___ Provided records ___
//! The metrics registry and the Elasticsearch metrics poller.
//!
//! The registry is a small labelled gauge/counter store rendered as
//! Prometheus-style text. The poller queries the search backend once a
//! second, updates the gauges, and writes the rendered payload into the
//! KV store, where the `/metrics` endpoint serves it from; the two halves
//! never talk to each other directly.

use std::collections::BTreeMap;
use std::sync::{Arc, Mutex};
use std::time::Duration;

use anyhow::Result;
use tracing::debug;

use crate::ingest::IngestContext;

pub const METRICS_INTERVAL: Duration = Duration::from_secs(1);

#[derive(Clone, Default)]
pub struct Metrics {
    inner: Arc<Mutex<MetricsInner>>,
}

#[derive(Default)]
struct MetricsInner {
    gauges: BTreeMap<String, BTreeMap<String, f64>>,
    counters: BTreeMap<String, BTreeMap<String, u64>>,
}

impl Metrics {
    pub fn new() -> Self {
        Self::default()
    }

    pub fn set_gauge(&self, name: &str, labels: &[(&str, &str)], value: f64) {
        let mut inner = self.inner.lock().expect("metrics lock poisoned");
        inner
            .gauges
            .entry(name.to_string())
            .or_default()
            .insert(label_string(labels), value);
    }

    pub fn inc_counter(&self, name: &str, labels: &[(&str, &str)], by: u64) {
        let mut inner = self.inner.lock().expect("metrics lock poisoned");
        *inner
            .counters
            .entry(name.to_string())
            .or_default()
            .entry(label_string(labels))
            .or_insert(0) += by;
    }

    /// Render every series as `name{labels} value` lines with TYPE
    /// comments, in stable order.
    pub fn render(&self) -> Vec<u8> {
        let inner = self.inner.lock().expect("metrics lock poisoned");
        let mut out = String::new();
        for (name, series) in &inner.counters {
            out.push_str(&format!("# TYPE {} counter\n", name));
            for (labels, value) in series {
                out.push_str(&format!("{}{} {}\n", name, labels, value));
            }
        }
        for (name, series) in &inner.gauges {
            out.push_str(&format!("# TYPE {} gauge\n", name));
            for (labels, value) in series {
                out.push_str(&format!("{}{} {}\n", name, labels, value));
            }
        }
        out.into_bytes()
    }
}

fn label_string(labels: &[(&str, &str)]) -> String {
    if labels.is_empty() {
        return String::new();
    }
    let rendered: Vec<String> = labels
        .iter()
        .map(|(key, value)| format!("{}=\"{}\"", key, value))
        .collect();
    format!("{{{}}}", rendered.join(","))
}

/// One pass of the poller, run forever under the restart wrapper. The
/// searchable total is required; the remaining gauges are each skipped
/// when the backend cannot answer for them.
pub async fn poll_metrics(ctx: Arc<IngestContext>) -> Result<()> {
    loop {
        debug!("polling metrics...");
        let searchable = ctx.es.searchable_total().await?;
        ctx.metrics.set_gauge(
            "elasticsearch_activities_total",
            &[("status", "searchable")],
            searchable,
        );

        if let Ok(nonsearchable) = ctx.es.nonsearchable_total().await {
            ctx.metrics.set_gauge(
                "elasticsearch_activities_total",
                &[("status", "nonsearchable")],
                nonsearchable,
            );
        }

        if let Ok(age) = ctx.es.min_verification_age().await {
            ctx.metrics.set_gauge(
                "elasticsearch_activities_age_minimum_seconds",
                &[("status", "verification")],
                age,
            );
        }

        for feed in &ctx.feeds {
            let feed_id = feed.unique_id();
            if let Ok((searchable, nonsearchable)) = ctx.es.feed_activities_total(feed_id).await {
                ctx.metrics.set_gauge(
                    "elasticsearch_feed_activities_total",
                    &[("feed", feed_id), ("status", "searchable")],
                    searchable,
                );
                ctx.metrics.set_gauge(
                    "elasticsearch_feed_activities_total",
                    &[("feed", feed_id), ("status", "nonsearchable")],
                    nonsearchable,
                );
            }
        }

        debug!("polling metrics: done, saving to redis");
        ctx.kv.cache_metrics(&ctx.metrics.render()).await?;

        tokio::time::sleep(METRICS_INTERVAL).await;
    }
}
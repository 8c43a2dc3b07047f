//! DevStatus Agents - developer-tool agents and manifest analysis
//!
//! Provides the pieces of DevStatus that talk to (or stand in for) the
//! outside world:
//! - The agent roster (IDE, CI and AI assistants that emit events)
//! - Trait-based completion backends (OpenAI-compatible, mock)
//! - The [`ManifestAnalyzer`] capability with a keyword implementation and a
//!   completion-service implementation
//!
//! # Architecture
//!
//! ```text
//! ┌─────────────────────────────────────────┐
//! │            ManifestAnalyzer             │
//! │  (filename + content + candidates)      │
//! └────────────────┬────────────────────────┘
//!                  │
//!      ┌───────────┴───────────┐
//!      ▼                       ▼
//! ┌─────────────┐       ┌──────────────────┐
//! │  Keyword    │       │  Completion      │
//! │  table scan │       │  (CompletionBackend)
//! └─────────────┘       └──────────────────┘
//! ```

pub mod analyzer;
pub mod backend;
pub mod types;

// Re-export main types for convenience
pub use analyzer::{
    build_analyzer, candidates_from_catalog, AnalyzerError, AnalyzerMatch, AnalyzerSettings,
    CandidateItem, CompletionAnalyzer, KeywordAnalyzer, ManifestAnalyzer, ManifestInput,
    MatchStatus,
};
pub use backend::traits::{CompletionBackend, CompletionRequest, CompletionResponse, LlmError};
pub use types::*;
___
» **Task details**: Copy every line above that holds the word "value".

» **Response to this task**:
    pub fn set_gauge(&self, name: &str, labels: &[(&str, &str)], value: f64) {
            .insert(label_string(labels), value);
    /// Render every series as `name{labels} value` lines with TYPE
            for (labels, value) in series {
                out.push_str(&format!("{}{} {}\n", name, labels, value));
            for (labels, value) in series {
                out.push_str(&format!("{}{} {}\n", name, labels, value));
        .map(|(key, value)| format!("{}=\"{}\"", key, value))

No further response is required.